» **WORK ORDER**: Without changing a single word, output each entry.

» **INPUT FOR THIS TASK**:
----------------------------------------

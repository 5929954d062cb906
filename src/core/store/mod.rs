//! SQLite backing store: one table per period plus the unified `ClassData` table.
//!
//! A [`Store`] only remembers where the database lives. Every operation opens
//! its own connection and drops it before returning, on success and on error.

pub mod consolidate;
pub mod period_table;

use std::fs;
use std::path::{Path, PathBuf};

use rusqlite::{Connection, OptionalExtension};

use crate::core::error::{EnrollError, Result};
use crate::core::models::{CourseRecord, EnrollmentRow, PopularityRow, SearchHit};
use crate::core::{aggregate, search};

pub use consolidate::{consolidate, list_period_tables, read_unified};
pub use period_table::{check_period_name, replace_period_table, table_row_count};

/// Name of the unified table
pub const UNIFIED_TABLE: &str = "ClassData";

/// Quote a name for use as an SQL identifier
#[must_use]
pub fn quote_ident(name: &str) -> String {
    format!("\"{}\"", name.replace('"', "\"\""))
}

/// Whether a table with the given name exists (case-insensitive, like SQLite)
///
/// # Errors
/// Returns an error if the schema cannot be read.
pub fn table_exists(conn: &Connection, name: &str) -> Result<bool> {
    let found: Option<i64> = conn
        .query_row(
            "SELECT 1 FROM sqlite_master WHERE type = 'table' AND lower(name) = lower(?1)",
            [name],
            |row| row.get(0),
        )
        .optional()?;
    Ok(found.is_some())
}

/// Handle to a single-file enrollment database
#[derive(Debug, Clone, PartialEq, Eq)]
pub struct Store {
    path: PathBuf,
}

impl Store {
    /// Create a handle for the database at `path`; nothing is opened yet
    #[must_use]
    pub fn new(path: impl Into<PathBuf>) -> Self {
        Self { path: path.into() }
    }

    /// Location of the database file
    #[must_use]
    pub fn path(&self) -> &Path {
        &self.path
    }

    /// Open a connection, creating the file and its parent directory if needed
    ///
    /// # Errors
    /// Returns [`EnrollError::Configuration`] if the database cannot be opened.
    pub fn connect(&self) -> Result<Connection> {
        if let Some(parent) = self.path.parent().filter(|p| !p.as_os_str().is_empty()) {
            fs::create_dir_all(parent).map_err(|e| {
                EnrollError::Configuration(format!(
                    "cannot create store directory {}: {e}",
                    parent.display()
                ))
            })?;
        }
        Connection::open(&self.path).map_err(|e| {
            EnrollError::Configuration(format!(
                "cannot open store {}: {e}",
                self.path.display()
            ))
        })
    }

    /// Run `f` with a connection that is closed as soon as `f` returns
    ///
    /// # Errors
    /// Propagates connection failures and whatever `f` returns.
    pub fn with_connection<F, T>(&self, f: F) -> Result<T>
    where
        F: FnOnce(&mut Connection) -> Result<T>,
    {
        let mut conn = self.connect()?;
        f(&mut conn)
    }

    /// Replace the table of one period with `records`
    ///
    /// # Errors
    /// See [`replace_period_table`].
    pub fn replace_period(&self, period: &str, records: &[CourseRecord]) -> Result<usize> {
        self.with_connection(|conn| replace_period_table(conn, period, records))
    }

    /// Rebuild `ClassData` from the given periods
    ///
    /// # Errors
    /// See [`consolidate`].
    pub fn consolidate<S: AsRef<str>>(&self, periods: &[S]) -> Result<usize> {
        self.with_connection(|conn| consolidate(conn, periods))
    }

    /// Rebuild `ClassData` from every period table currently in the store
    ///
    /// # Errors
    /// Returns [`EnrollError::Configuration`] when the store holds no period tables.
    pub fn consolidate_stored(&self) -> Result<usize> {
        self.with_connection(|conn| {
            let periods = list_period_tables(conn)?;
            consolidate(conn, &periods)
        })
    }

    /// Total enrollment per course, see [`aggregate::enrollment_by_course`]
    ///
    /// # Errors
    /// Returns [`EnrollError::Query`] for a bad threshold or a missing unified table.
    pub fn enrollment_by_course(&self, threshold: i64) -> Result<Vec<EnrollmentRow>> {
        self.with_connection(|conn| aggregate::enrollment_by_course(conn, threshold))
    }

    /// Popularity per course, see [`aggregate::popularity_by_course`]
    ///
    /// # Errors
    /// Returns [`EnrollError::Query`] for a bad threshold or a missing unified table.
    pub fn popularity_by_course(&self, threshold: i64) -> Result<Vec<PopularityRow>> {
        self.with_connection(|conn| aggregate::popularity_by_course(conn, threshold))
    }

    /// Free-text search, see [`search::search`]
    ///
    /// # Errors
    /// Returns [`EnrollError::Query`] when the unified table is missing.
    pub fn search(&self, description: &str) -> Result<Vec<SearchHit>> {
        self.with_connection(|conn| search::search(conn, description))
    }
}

----------------------------------------

» **RESPONSE BELOW**:
repository 5929954d062cb906
filename src/core/store/mod.rs
//! SQLite backing store: one table per period plus the unified `ClassData` table.
//!
//! A [`Store`] only remembers where the database lives. Every operation opens
//! its own connection and drops it before returning, on success and on error.

pub mod consolidate;
pub mod period_table;

use std::fs;
use std::path::{Path, PathBuf};

use rusqlite::{Connection, OptionalExtension};

use crate::core::error::{EnrollError, Result};
use crate::core::models::{CourseRecord, EnrollmentRow, PopularityRow, SearchHit};
use crate::core::{aggregate, search};

pub use consolidate::{consolidate, list_period_tables, read_unified};
pub use period_table::{check_period_name, replace_period_table, table_row_count};

/// Name of the unified table
pub const UNIFIED_TABLE: &str = "ClassData";

/// Quote a name for use as an SQL identifier
#[must_use]
pub fn quote_ident(name: &str) -> String {
    format!("\"{}\"", name.replace('"', "\"\""))
}

/// Whether a table with the given name exists (case-insensitive, like SQLite)
///
/// # Errors
/// Returns an error if the schema cannot be read.
pub fn table_exists(conn: &Connection, name: &str) -> Result<bool> {
    let found: Option<i64> = conn
        .query_row(
            "SELECT 1 FROM sqlite_master WHERE type = 'table' AND lower(name) = lower(?1)",
            [name],
            |row| row.get(0),
        )
        .optional()?;
    Ok(found.is_some())
}

/// Handle to a single-file enrollment database
#[derive(Debug, Clone, PartialEq, Eq)]
pub struct Store {
    path: PathBuf,
}

impl Store {
    /// Create a handle for the database at `path`; nothing is opened yet
    #[must_use]
    pub fn new(path: impl Into<PathBuf>) -> Self {
        Self { path: path.into() }
    }

    /// Location of the database file
    #[must_use]
    pub fn path(&self) -> &Path {
        &self.path
    }

    /// Open a connection, creating the file and its parent directory if needed
    ///
    /// # Errors
    /// Returns [`EnrollError::Configuration`] if the database cannot be opened.
    pub fn connect(&self) -> Result<Connection> {
        if let Some(parent) = self.path.parent().filter(|p| !p.as_os_str().is_empty()) {
            fs::create_dir_all(parent).map_err(|e| {
                EnrollError::Configuration(format!(
                    "cannot create store directory {}: {e}",
                    parent.display()
                ))
            })?;
        }
        Connection::open(&self.path).map_err(|e| {
            EnrollError::Configuration(format!(
                "cannot open store {}: {e}",
                self.path.display()
            ))
        })
    }

    /// Run `f` with a connection that is closed as soon as `f` returns
    ///
    /// # Errors
    /// Propagates connection failures and whatever `f` returns.
    pub fn with_connection<F, T>(&self, f: F) -> Result<T>
    where
        F: FnOnce(&mut Connection) -> Result<T>,
    {
        let mut conn = self.connect()?;
        f(&mut conn)
    }

    /// Replace the table of one period with `records`
    ///
    /// # Errors
    /// See [`replace_period_table`].
    pub fn replace_period(&self, period: &str, records: &[CourseRecord]) -> Result<usize> {
        self.with_connection(|conn| replace_period_table(conn, period, records))
    }

    /// Rebuild `ClassData` from the given periods
    ///
    /// # Errors
    /// See [`consolidate`].
    pub fn consolidate<S: AsRef<str>>(&self, periods: &[S]) -> Result<usize> {
        self.with_connection(|conn| consolidate(conn, periods))
    }

    /// Rebuild `ClassData` from every period table currently in the store
    ///
    /// # Errors
    /// Returns [`EnrollError::Configuration`] when the store holds no period tables.
    pub fn consolidate_stored(&self) -> Result<usize> {
        self.with_connection(|conn| {
            let periods = list_period_tables(conn)?;
            consolidate(conn, &periods)
        })
    }

    /// Total enrollment per course, see [`aggregate::enrollment_by_course`]
    ///
    /// # Errors
    /// Returns [`EnrollError::Query`] for a bad threshold or a missing unified table.
    pub fn enrollment_by_course(&self, threshold: i64) -> Result<Vec<EnrollmentRow>> {
        self.with_connection(|conn| aggregate::enrollment_by_course(conn, threshold))
    }

    /// Popularity per course, see [`aggregate::popularity_by_course`]
    ///
    /// # Errors
    /// Returns [`EnrollError::Query`] for a bad threshold or a missing unified table.
    pub fn popularity_by_course(&self, threshold: i64) -> Result<Vec<PopularityRow>> {
        self.with_connection(|conn| aggregate::popularity_by_course(conn, threshold))
    }

    /// Free-text search, see [`search::search`]
    ///
    /// # Errors
    /// Returns [`EnrollError::Query`] when the unified table is missing.
    pub fn search(&self, description: &str) -> Result<Vec<SearchHit>> {
        self.with_connection(|conn| search::search(conn, description))
    }
}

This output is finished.